The nation’s flagship public universities — large, taxpayer-funded institutions whose declared mission is to educate residents of their states — enroll far smaller proportions of black students than other colleges, and the number appears to be declining, according to federal records and college enrollment data analyzed by The Hechinger Report and The Huffington Post.
On average, just 5 percent of students at the nation’s flagship public universities are black. As recently as a decade ago, that figure was higher, although changing methods of counting racial categories makes a precise comparison difficult.
Even here at the University of Virginia, which prides itself on the diversity of its campus, just 8 percent of students are black. Just 5 percent are black Virginians, in a state where 22 percent of public high school graduates are African-American. (Low-income students are also underrepresented at top schools).
Virginia is hardly unusual. At most flagships, the African-American percentage of the student population that is black is well below that of the state’s public high school graduates. Typical are the University of Delaware, with a student body that is 5 percent African-American in a state where 30 percent of public high school graduates are black, and the University of Georgia, where it’s 7 percent compared with 34 percent.
Flagships matter because they almost always have the highest graduation rates among public colleges in their state — especially for black students — as well as extensive career resources, well-placed alumni networks, a broad range of course selections and high-profile faculty. For state residents, these colleges also offer the most affordable top-quality college education, and usually a path toward better opportunities after college. (Low-income students are also underrepresented at top schools, according to an analysis by the Hechinger Report and HuffPost ).
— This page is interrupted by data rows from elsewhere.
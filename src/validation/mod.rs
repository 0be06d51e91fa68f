//! Document validation against a target SPDX version.
//!
//! Validation never fails: it walks the document and returns every problem
//! as a [`ValidationMessage`]. Callers decide whether messages are warnings
//! or errors.
//!
//! ```ignore
//! use spdx_tools::validation::validate_full_spdx_document;
//!
//! let messages = validate_full_spdx_document(&document, Some("SPDX-2.2"));
//! for message in &messages {
//!     eprintln!("{message}");
//! }
//! ```

mod creation_info;
mod extracted;
mod file;
mod ids;
mod package;
mod primitives;
mod relationship;
mod snippet;

pub use creation_info::{validate_creation_info, validate_external_document_ref};
pub use extracted::validate_extracted_licensing_info;
pub use file::validate_file_within_document;
pub use ids::{
    is_valid_download_location, is_valid_uri, is_valid_url, validate_spdx_id, SpdxIdScope,
};
pub use package::{
    validate_external_package_ref, validate_package_within_document,
    validate_verification_code,
};
pub use primitives::{validate_actor, validate_checksum, validate_license_expression};
pub use relationship::{validate_annotation, validate_relationship};
pub use snippet::validate_snippet_within_document;

use crate::model::{Document, ElementKind, SpdxElementIndex};
use serde::{Deserialize, Serialize};
use std::fmt;
use std::str::FromStr;

// ============================================================================
// Versions
// ============================================================================

/// The SPDX 2 versions the validator knows rules for.
#[derive(Debug, Clone, Copy, PartialEq, Eq, Hash, PartialOrd, Ord, Serialize, Deserialize)]
pub enum SpdxVersion {
    #[serde(rename = "SPDX-2.2")]
    V2_2,
    #[serde(rename = "SPDX-2.3")]
    V2_3,
}

impl SpdxVersion {
    #[must_use]
    pub const fn as_str(&self) -> &'static str {
        match self {
            Self::V2_2 => "SPDX-2.2",
            Self::V2_3 => "SPDX-2.3",
        }
    }
}

impl fmt::Display for SpdxVersion {
    fn fmt(&self, f: &mut fmt::Formatter<'_>) -> fmt::Result {
        f.write_str(self.as_str())
    }
}

impl FromStr for SpdxVersion {
    type Err = String;

    fn from_str(s: &str) -> Result<Self, Self::Err> {
        match s.trim() {
            "SPDX-2.2" => Ok(Self::V2_2),
            "SPDX-2.3" => Ok(Self::V2_3),
            other => Err(format!(
                "only SPDX versions \"SPDX-2.2\" and \"SPDX-2.3\" are supported, but got: {other}"
            )),
        }
    }
}

// ============================================================================
// Messages
// ============================================================================

/// Where a validation message was raised.
#[derive(Debug, Clone, PartialEq, Eq, Serialize, Deserialize)]
pub struct ValidationContext {
    /// Id of the offending element, when it has one
    pub spdx_id: Option<String>,
    /// Id of the enclosing element
    pub parent_id: Option<String>,
    pub element_type: ElementKind,
    /// Debug rendering of the offending element
    pub full_element: Option<String>,
}

impl ValidationContext {
    pub fn new(element_type: ElementKind) -> Self {
        Self {
            spdx_id: None,
            parent_id: None,
            element_type,
            full_element: None,
        }
    }

    #[must_use]
    pub fn with_spdx_id(mut self, spdx_id: impl Into<String>) -> Self {
        self.spdx_id = Some(spdx_id.into());
        self
    }

    #[must_use]
    pub fn with_parent_id(mut self, parent_id: impl Into<String>) -> Self {
        self.parent_id = Some(parent_id.into());
        self
    }

    #[must_use]
    pub fn with_element(mut self, element: &impl fmt::Debug) -> Self {
        self.full_element = Some(format!("{element:?}"));
        self
    }
}

#[derive(Debug, Clone, PartialEq, Eq, Serialize, Deserialize)]
pub struct ValidationMessage {
    pub validation_message: String,
    pub context: ValidationContext,
}

impl ValidationMessage {
    pub fn new(validation_message: impl Into<String>, context: ValidationContext) -> Self {
        Self {
            validation_message: validation_message.into(),
            context,
        }
    }
}

impl fmt::Display for ValidationMessage {
    fn fmt(&self, f: &mut fmt::Formatter<'_>) -> fmt::Result {
        match &self.context.spdx_id {
            Some(id) => write!(
                f,
                "{} {id}: {}",
                self.context.element_type, self.validation_message
            ),
            None => write!(f, "{}: {}", self.context.element_type, self.validation_message),
        }
    }
}

/// Wraps plain messages from a field validator into full validation messages.
pub(crate) fn with_context(messages: Vec<String>, context: &ValidationContext) -> Vec<ValidationMessage> {
    messages
        .into_iter()
        .map(|m| ValidationMessage::new(m, context.clone()))
        .collect()
}

// ============================================================================
// Entry point
// ============================================================================

/// Validates a whole document.
///
/// `spdx_version` defaults to the document's own version. Only `SPDX-2.2`
/// and `SPDX-2.3` are accepted; a requested version that differs from the
/// document's version yields a single message and nothing else is checked.
#[must_use]
pub fn validate_full_spdx_document(
    document: &Document,
    spdx_version: Option<&str>,
) -> Vec<ValidationMessage> {
    let document_version = document.creation_info.spdx_version.as_str();
    let document_context = ValidationContext::new(ElementKind::Document)
        .with_spdx_id(document.spdx_id());

    let version = match document_version.parse::<SpdxVersion>() {
        Ok(version) => version,
        Err(_) => {
            return vec![ValidationMessage::new(
                format!(
                    "only SPDX versions \"SPDX-2.2\" and \"SPDX-2.3\" are supported, but the document's spdx_version is: {document_version}"
                ),
                document_context,
            )]
        }
    };
    let requested = spdx_version.unwrap_or(document_version);
    if requested != document_version {
        return vec![ValidationMessage::new(
            format!(
                "provided SPDX version {requested} does not match the document's SPDX version {document_version}"
            ),
            document_context,
        )];
    }

    let index = SpdxElementIndex::build(document);
    let mut messages = Vec::new();

    let duplicates = index.duplicate_ids();
    if !duplicates.is_empty() {
        let mut sorted = duplicates.to_vec();
        sorted.sort();
        messages.push(ValidationMessage::new(
            format!(
                "every spdx_id must be unique within the document, but found the following duplicates: {sorted:?}"
            ),
            document_context.clone(),
        ));
    }

    let only_a_single_package =
        document.packages.len() == 1 && document.files.is_empty() && document.snippets.is_empty();
    if !only_a_single_package && document.described_ids().is_empty() {
        let id = document.spdx_id();
        messages.push(ValidationMessage::new(
            format!(
                "there must be at least one relationship \"{id} DESCRIBES ...\" or \"... DESCRIBED_BY {id}\" when there is not only a single package present"
            ),
            document_context,
        ));
    }

    messages.extend(validate_creation_info(&document.creation_info, version));
    for package in &document.packages {
        messages.extend(package::validate_package_indexed(package, version, document, &index));
    }
    for file in &document.files {
        messages.extend(file::validate_file_indexed(file, version, document, &index));
    }
    for snippet in &document.snippets {
        messages.extend(snippet::validate_snippet_indexed(snippet, version, document, &index));
    }
    for annotation in &document.annotations {
        messages.extend(relationship::validate_annotation_indexed(annotation, document, &index));
    }
    for relationship in &document.relationships {
        messages.extend(relationship::validate_relationship_indexed(
            relationship,
            version,
            document,
            &index,
        ));
    }
    for info in &document.extracted_licensing_info {
        messages.extend(validate_extracted_licensing_info(info));
    }

    tracing::debug!(
        elements = index.element_count(),
        messages = messages.len(),
        "Validated document against {version}"
    );
    messages
}

#[cfg(test)]
pub(crate) mod test_support {
    use crate::model::{
        datetime::parse_datetime, Actor, Checksum, ChecksumAlgorithm, CreationInfo, Document,
        File, LicenseExpression, Package, Relationship, RelationshipType, ThreeValued,
    };

    pub const SHA1: &str = "85ed0817af83a24ad8da68c2b5094de69833983c";

    pub fn creation_info(version: &str) -> CreationInfo {
        CreationInfo::new(
            version,
            "SPDXRef-DOCUMENT",
            "Doc",
            "https://x/y",
            vec![Actor::tool("LF-1.0").unwrap()],
            parse_datetime("2022-12-01T00:00:00Z").unwrap(),
        )
    }

    /// A package that satisfies both SPDX 2.2 and 2.3.
    pub fn package(id: &str) -> Package {
        let mut package = Package::new(id, "package", ThreeValued::NoAssertion);
        package.license_concluded = Some(ThreeValued::Value(LicenseExpression::symbol("MIT")));
        package.license_declared = Some(ThreeValued::NoAssertion);
        package.copyright_text = Some(ThreeValued::NoAssertion);
        package
    }

    pub fn file(id: &str, name: &str) -> File {
        let mut file = File::new(name, id, vec![Checksum::new(ChecksumAlgorithm::Sha1, SHA1)]);
        file.license_concluded = Some(ThreeValued::NoAssertion);
        file.license_info_in_file = vec![ThreeValued::NoAssertion];
        file.copyright_text = Some(ThreeValued::NoAssertion);
        file
    }

    pub fn document(version: &str) -> Document {
        let mut document = Document::new(creation_info(version));
        document.packages.push(package("SPDXRef-P"));
        document.relationships.push(Relationship::new(
            "SPDXRef-DOCUMENT",
            RelationshipType::Describes,
            ThreeValued::Value("SPDXRef-P".to_string()),
        ));
        document
    }
}

#[cfg(test)]
mod tests {
    use super::test_support::*;
    use super::*;
    use crate::model::{PrimaryPackagePurpose, Relationship, RelationshipType, ThreeValued};

    #[test]
    fn test_valid_document_has_no_messages() {
        let doc = document("SPDX-2.3");
        assert_eq!(validate_full_spdx_document(&doc, None), vec![]);
        assert_eq!(validate_full_spdx_document(&doc, Some("SPDX-2.3")), vec![]);
    }

    #[test]
    fn test_version_mismatch_stops_validation() {
        let mut doc = document("SPDX-2.3");
        doc.files.push(file("SPDXRef-F", "no-dot-slash"));
        let messages = validate_full_spdx_document(&doc, Some("SPDX-2.2"));
        assert_eq!(messages.len(), 1);
        assert!(messages[0].validation_message.contains("does not match"));
    }

    #[test]
    fn test_unsupported_version() {
        let doc = document("SPDX-2.1");
        let messages = validate_full_spdx_document(&doc, None);
        assert_eq!(messages.len(), 1);
        assert!(messages[0].validation_message.starts_with("only SPDX versions"));
    }

    #[test]
    fn test_primary_purpose_gated_by_version() {
        let mut doc = document("SPDX-2.2");
        doc.packages[0].primary_package_purpose = Some(PrimaryPackagePurpose::Application);
        let messages = validate_full_spdx_document(&doc, None);
        assert_eq!(messages.len(), 1);
        assert_eq!(
            messages[0].validation_message,
            "primary_package_purpose is not supported in SPDX-2.2"
        );

        doc.creation_info.spdx_version = "SPDX-2.3".to_string();
        assert!(validate_full_spdx_document(&doc, None).is_empty());
    }

    #[test]
    fn test_missing_describes() {
        let mut doc = document("SPDX-2.3");
        doc.relationships.clear();
        // A lone package needs no DESCRIBES relationship.
        assert!(validate_full_spdx_document(&doc, None).is_empty());

        doc.files.push(file("SPDXRef-F", "./f"));
        let messages = validate_full_spdx_document(&doc, None);
        assert_eq!(messages.len(), 1);
        assert!(messages[0]
            .validation_message
            .starts_with("there must be at least one relationship"));
    }

    #[test]
    fn test_described_by_counts() {
        let mut doc = document("SPDX-2.3");
        doc.relationships = vec![Relationship::new(
            "SPDXRef-P",
            RelationshipType::DescribedBy,
            ThreeValued::Value("SPDXRef-DOCUMENT".to_string()),
        )];
        doc.files.push(file("SPDXRef-F", "./f"));
        assert!(validate_full_spdx_document(&doc, None).is_empty());
    }

    #[test]
    fn test_duplicate_ids() {
        let mut doc = document("SPDX-2.3");
        doc.files.push(file("SPDXRef-P", "./f"));
        let messages = validate_full_spdx_document(&doc, None);
        assert_eq!(messages.len(), 1);
        assert!(messages[0].validation_message.contains("[\"SPDXRef-P\"]"));
    }

    #[test]
    fn test_version_parse() {
        assert_eq!("SPDX-2.2".parse::<SpdxVersion>(), Ok(SpdxVersion::V2_2));
        assert!("SPDX-3.0".parse::<SpdxVersion>().is_err());
    }
}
Virginia says it ranks among the best flagships in graduating black students.
Black enrollment could decline even further if the Supreme Court rules in favor of Abigail Fisher, a white woman who says she was rejected from the University of Texas at Austin because of her race. The Justices seemed skeptical of the benefits of race-conscious admissions when they heard arguments in the case, on Dec. 9. Justice Antonin Scalia made comments interpreted as favoring the idea that underprepared black students would do better in “lesser colleges” rather than struggling to keep up at the University of Texas at Austin, the state’s flagship.
In the firestorm that followed Justice Scalia’s comments, advocates of affirmative action pointed to research that shows a near doubling of graduation rates for those African-American and Hispanic students who move from colleges with no academic admissions requirements to more selective ones. After the University of Texas at Austin began guaranteeing admission to the top 10 percent of students in the state’s high school classes, a move that admitted more supposedly less prepared students, graduation rates went up.
The low number of black students at selective colleges not only threatens to increase segregation and inflame tensions on college campuses, it could also partially explain the significant gap in the proportion of whites versus their black and Latino peers who hold university and college degrees.
Recent studies show that an African-American child who grew up in a middle-income family now has a better chance of falling down the income ladder as an adult than of climbing up it.
For many Americans, college is a route to a secure middle class life, which is why the flagship state universities are so important. But experts say that too many of these colleges are blocking this path rather than clearing it.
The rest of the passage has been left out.